### WORK TO COMPLETE
Return the material exactly. Every line must stay as it is.

### MATERIAL TO PROCESS
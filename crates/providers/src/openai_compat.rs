//! OpenAI-compatible chat completions.
//!
//! Covers OpenAI, OpenRouter, Ollama, vLLM and any endpoint exposing
//! `/chat/completions` with image input. Images travel inline as base64
//! `data:` URLs.

use std::time::Duration;

use async_trait::async_trait;
use base64::Engine;
use base64::engine::general_purpose::STANDARD;
use rollcall_core::error::ProviderError;
use rollcall_core::message::{ImagePayload, Message, Role};
use rollcall_core::provider::*;
use serde::{Deserialize, Serialize};
use tracing::debug;

use crate::http::{self, DEFAULT_TIMEOUT};

/// A provider speaking the OpenAI chat completions dialect.
pub struct OpenAiCompatProvider {
    name: String,
    base_url: String,
    api_key: String,
    client: reqwest::Client,
}

impl OpenAiCompatProvider {
    pub fn new(
        name: impl Into<String>,
        base_url: impl Into<String>,
        api_key: impl Into<String>,
    ) -> Self {
        Self::with_timeout(name, base_url, api_key, DEFAULT_TIMEOUT)
    }

    /// Requests give up after `timeout`.
    pub fn with_timeout(
        name: impl Into<String>,
        base_url: impl Into<String>,
        api_key: impl Into<String>,
        timeout: Duration,
    ) -> Self {
        Self {
            name: name.into(),
            base_url: base_url.into().trim_end_matches('/').to_string(),
            api_key: api_key.into(),
            client: http::client(timeout),
        }
    }

    pub fn openrouter(api_key: impl Into<String>) -> Self {
        Self::new("openrouter", "https://openrouter.ai/api/v1", api_key)
    }

    pub fn openai(api_key: impl Into<String>) -> Self {
        Self::new("openai", "https://api.openai.com/v1", api_key)
    }

    /// Local Ollama; the key is ignored by the server.
    pub fn ollama(base_url: Option<&str>) -> Self {
        Self::new(
            "ollama",
            base_url.unwrap_or("http://localhost:11434/v1"),
            "ollama",
        )
    }

    fn auth(&self, builder: reqwest::RequestBuilder) -> reqwest::RequestBuilder {
        builder.bearer_auth(&self.api_key)
    }

    async fn get_models(&self) -> Result<reqwest::Response, ProviderError> {
        self.auth(self.client.get(format!("{}/models", self.base_url)))
            .send()
            .await
            .map_err(http::transport_error)
    }
}

impl ChatMessage {
    /// A message with images becomes a part list: the text part, then one
    /// `image_url` part per image.
    fn from_message(m: &Message) -> Self {
        let role = match m.role {
            Role::User => "user",
            Role::Assistant => "assistant",
            Role::System => "system",
        };
        let content = if m.images.is_empty() {
            ChatContent::Text(m.content.clone())
        } else {
            let mut parts = Vec::with_capacity(m.images.len() + 1);
            parts.push(ChatPart::Text {
                text: m.content.clone(),
            });
            parts.extend(m.images.iter().map(|img| ChatPart::ImageUrl {
                image_url: ImageUrl { url: data_url(img) },
            }));
            ChatContent::Parts(parts)
        };
        Self { role, content }
    }
}

fn data_url(image: &ImagePayload) -> String {
    format!(
        "data:{};base64,{}",
        image.media_type,
        STANDARD.encode(&image.data)
    )
}

fn into_provider_response(resp: ChatResponse) -> Result<ProviderResponse, ProviderError> {
    let choice = resp
        .choices
        .into_iter()
        .next()
        .ok_or_else(|| http::decode_error("chat completions", "no choices"))?;

    Ok(ProviderResponse {
        message: Message::assistant(choice.message.content.unwrap_or_default()),
        usage: resp.usage.map(|u| Usage {
            prompt_tokens: u.prompt_tokens,
            completion_tokens: u.completion_tokens,
            total_tokens: u.total_tokens,
        }),
        model: resp.model,
    })
}

#[async_trait]
impl rollcall_core::Provider for OpenAiCompatProvider {
    fn name(&self) -> &str {
        &self.name
    }

    async fn complete(
        &self,
        request: ProviderRequest,
    ) -> std::result::Result<ProviderResponse, ProviderError> {
        let body = ChatRequest {
            model: &request.model,
            messages: request.messages.iter().map(ChatMessage::from_message).collect(),
            temperature: request.temperature,
            max_tokens: request.max_tokens,
            stream: false,
        };

        let images: usize = request.messages.iter().map(|m| m.images.len()).sum();
        debug!(provider = %self.name, model = %request.model, images, "Sending completion request");

        let response = self
            .auth(self.client.post(format!("{}/chat/completions", self.base_url)))
            .json(&body)
            .send()
            .await
            .map_err(http::transport_error)?;
        let response = http::check_status(response, &self.name, &request.model).await?;

        let parsed: ChatResponse = response
            .json()
            .await
            .map_err(|e| http::decode_error(&self.name, e))?;
        into_provider_response(parsed)
    }

    async fn list_models(&self) -> std::result::Result<Vec<String>, ProviderError> {
        let response = self.get_models().await?;
        if !response.status().is_success() {
            return Ok(Vec::new());
        }
        let list: ModelList = response
            .json()
            .await
            .map_err(|e| http::decode_error(&self.name, e))?;
        Ok(list.data.into_iter().map(|m| m.id).collect())
    }

    async fn health_check(&self) -> std::result::Result<bool, ProviderError> {
        Ok(self.get_models().await?.status().is_success())
    }
}

// --- Wire types ---

#[derive(Debug, Serialize)]
struct ChatRequest<'a> {
    model: &'a str,
    messages: Vec<ChatMessage>,
    temperature: f32,
    #[serde(skip_serializing_if = "Option::is_none")]
    max_tokens: Option<u32>,
    stream: bool,
}

#[derive(Debug, Serialize)]
struct ChatMessage {
    role: &'static str,
    content: ChatContent,
}

#[derive(Debug, Serialize)]
#[serde(untagged)]
enum ChatContent {
    Text(String),
    Parts(Vec<ChatPart>),
}

#[derive(Debug, Serialize)]
#[serde(tag = "type", rename_all = "snake_case")]
enum ChatPart {
    Text { text: String },
    ImageUrl { image_url: ImageUrl },
}

#[derive(Debug, Serialize)]
struct ImageUrl {
    url: String,
}

#[derive(Debug, Deserialize)]
struct ChatResponse {
    choices: Vec<Choice>,
    #[serde(default)]
    model: String,
    usage: Option<ChatUsage>,
}

#[derive(Debug, Deserialize)]
struct Choice {
    message: ChoiceMessage,
}

#[derive(Debug, Deserialize)]
struct ChoiceMessage {
    content: Option<String>,
}

#[derive(Debug, Deserialize)]
struct ChatUsage {
    prompt_tokens: u32,
    completion_tokens: u32,
    total_tokens: u32,
}

#[derive(Debug, Deserialize)]
struct ModelList {
    #[serde(default)]
    data: Vec<ModelEntry>,
}

#[derive(Debug, Deserialize)]
struct ModelEntry {
    id: String,
}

### TASK OUTPUT
filename crates/providers/src/openai_compat.rs
//! OpenAI-compatible chat completions.
//!
//! Covers OpenAI, OpenRouter, Ollama, vLLM and any endpoint exposing
//! `/chat/completions` with image input. Images travel inline as base64
//! `data:` URLs.

use std::time::Duration;

use async_trait::async_trait;
use base64::Engine;
use base64::engine::general_purpose::STANDARD;
use rollcall_core::error::ProviderError;
use rollcall_core::message::{ImagePayload, Message, Role};
use rollcall_core::provider::*;
use serde::{Deserialize, Serialize};
use tracing::debug;

use crate::http::{self, DEFAULT_TIMEOUT};

/// A provider speaking the OpenAI chat completions dialect.
pub struct OpenAiCompatProvider {
    name: String,
    base_url: String,
    api_key: String,
    client: reqwest::Client,
}

impl OpenAiCompatProvider {
    pub fn new(
        name: impl Into<String>,
        base_url: impl Into<String>,
        api_key: impl Into<String>,
    ) -> Self {
        Self::with_timeout(name, base_url, api_key, DEFAULT_TIMEOUT)
    }

    /// Requests give up after `timeout`.
    pub fn with_timeout(
        name: impl Into<String>,
        base_url: impl Into<String>,
        api_key: impl Into<String>,
        timeout: Duration,
    ) -> Self {
        Self {
            name: name.into(),
            base_url: base_url.into().trim_end_matches('/').to_string(),
            api_key: api_key.into(),
            client: http::client(timeout),
        }
    }

    pub fn openrouter(api_key: impl Into<String>) -> Self {
        Self::new("openrouter", "https://openrouter.ai/api/v1", api_key)
    }

    pub fn openai(api_key: impl Into<String>) -> Self {
        Self::new("openai", "https://api.openai.com/v1", api_key)
    }

    /// Local Ollama; the key is ignored by the server.
    pub fn ollama(base_url: Option<&str>) -> Self {
        Self::new(
            "ollama",
            base_url.unwrap_or("http://localhost:11434/v1"),
            "ollama",
        )
    }

    fn auth(&self, builder: reqwest::RequestBuilder) -> reqwest::RequestBuilder {
        builder.bearer_auth(&self.api_key)
    }

    async fn get_models(&self) -> Result<reqwest::Response, ProviderError> {
        self.auth(self.client.get(format!("{}/models", self.base_url)))
            .send()
            .await
            .map_err(http::transport_error)
    }
}

impl ChatMessage {
    /// A message with images becomes a part list: the text part, then one
    /// `image_url` part per image.
    fn from_message(m: &Message) -> Self {
        let role = match m.role {
            Role::User => "user",
            Role::Assistant => "assistant",
            Role::System => "system",
        };
        let content = if m.images.is_empty() {
            ChatContent::Text(m.content.clone())
        } else {
            let mut parts = Vec::with_capacity(m.images.len() + 1);
            parts.push(ChatPart::Text {
                text: m.content.clone(),
            });
            parts.extend(m.images.iter().map(|img| ChatPart::ImageUrl {
                image_url: ImageUrl { url: data_url(img) },
            }));
            ChatContent::Parts(parts)
        };
        Self { role, content }
    }
}

fn data_url(image: &ImagePayload) -> String {
    format!(
        "data:{};base64,{}",
        image.media_type,
        STANDARD.encode(&image.data)
    )
}

fn into_provider_response(resp: ChatResponse) -> Result<ProviderResponse, ProviderError> {
    let choice = resp
        .choices
        .into_iter()
        .next()
        .ok_or_else(|| http::decode_error("chat completions", "no choices"))?;

    Ok(ProviderResponse {
        message: Message::assistant(choice.message.content.unwrap_or_default()),
        usage: resp.usage.map(|u| Usage {
            prompt_tokens: u.prompt_tokens,
            completion_tokens: u.completion_tokens,
            total_tokens: u.total_tokens,
        }),
        model: resp.model,
    })
}

#[async_trait]
impl rollcall_core::Provider for OpenAiCompatProvider {
    fn name(&self) -> &str {
        &self.name
    }

    async fn complete(
        &self,
        request: ProviderRequest,
    ) -> std::result::Result<ProviderResponse, ProviderError> {
        let body = ChatRequest {
            model: &request.model,
            messages: request.messages.iter().map(ChatMessage::from_message).collect(),
            temperature: request.temperature,
            max_tokens: request.max_tokens,
            stream: false,
        };

        let images: usize = request.messages.iter().map(|m| m.images.len()).sum();
        debug!(provider = %self.name, model = %request.model, images, "Sending completion request");

        let response = self
            .auth(self.client.post(format!("{}/chat/completions", self.base_url)))
            .json(&body)
            .send()
            .await
            .map_err(http::transport_error)?;
        let response = http::check_status(response, &self.name, &request.model).await?;

        let parsed: ChatResponse = response
            .json()
            .await
            .map_err(|e| http::decode_error(&self.name, e))?;
        into_provider_response(parsed)
    }

    async fn list_models(&self) -> std::result::Result<Vec<String>, ProviderError> {
        let response = self.get_models().await?;
        if !response.status().is_success() {
            return Ok(Vec::new());
        }
        let list: ModelList = response
            .json()
            .await
            .map_err(|e| http::decode_error(&self.name, e))?;
        Ok(list.data.into_iter().map(|m| m.id).collect())
    }

    async fn health_check(&self) -> std::result::Result<bool, ProviderError> {
        Ok(self.get_models().await?.status().is_success())
    }
}

// --- Wire types ---

#[derive(Debug, Serialize)]
struct ChatRequest<'a> {
    model: &'a str,
    messages: Vec<ChatMessage>,
    temperature: f32,
    #[serde(skip_serializing_if = "Option::is_none")]
    max_tokens: Option<u32>,
    stream: bool,
}

#[derive(Debug, Serialize)]
struct ChatMessage {
    role: &'static str,
    content: ChatContent,
}

#[derive(Debug, Serialize)]
#[serde(untagged)]
enum ChatContent {
    Text(String),
    Parts(Vec<ChatPart>),
}

#[derive(Debug, Serialize)]
#[serde(tag = "type", rename_all = "snake_case")]
enum ChatPart {
    Text { text: String },
    ImageUrl { image_url: ImageUrl },
}

#[derive(Debug, Serialize)]
struct ImageUrl {
    url: String,
}

#[derive(Debug, Deserialize)]
struct ChatResponse {
    choices: Vec<Choice>,
    #[serde(default)]
    model: String,
    usage: Option<ChatUsage>,
}

#[derive(Debug, Deserialize)]
struct Choice {
    message: ChoiceMessage,
}

#[derive(Debug, Deserialize)]
struct ChoiceMessage {
    content: Option<String>,
}

#[derive(Debug, Deserialize)]
struct ChatUsage {
    prompt_tokens: u32,
    completion_tokens: u32,
    total_tokens: u32,
}

#[derive(Debug, Deserialize)]
struct ModelList {
    #[serde(default)]
    data: Vec<ModelEntry>,
}

#[derive(Debug, Deserialize)]
struct ModelEntry {
    id: String,
}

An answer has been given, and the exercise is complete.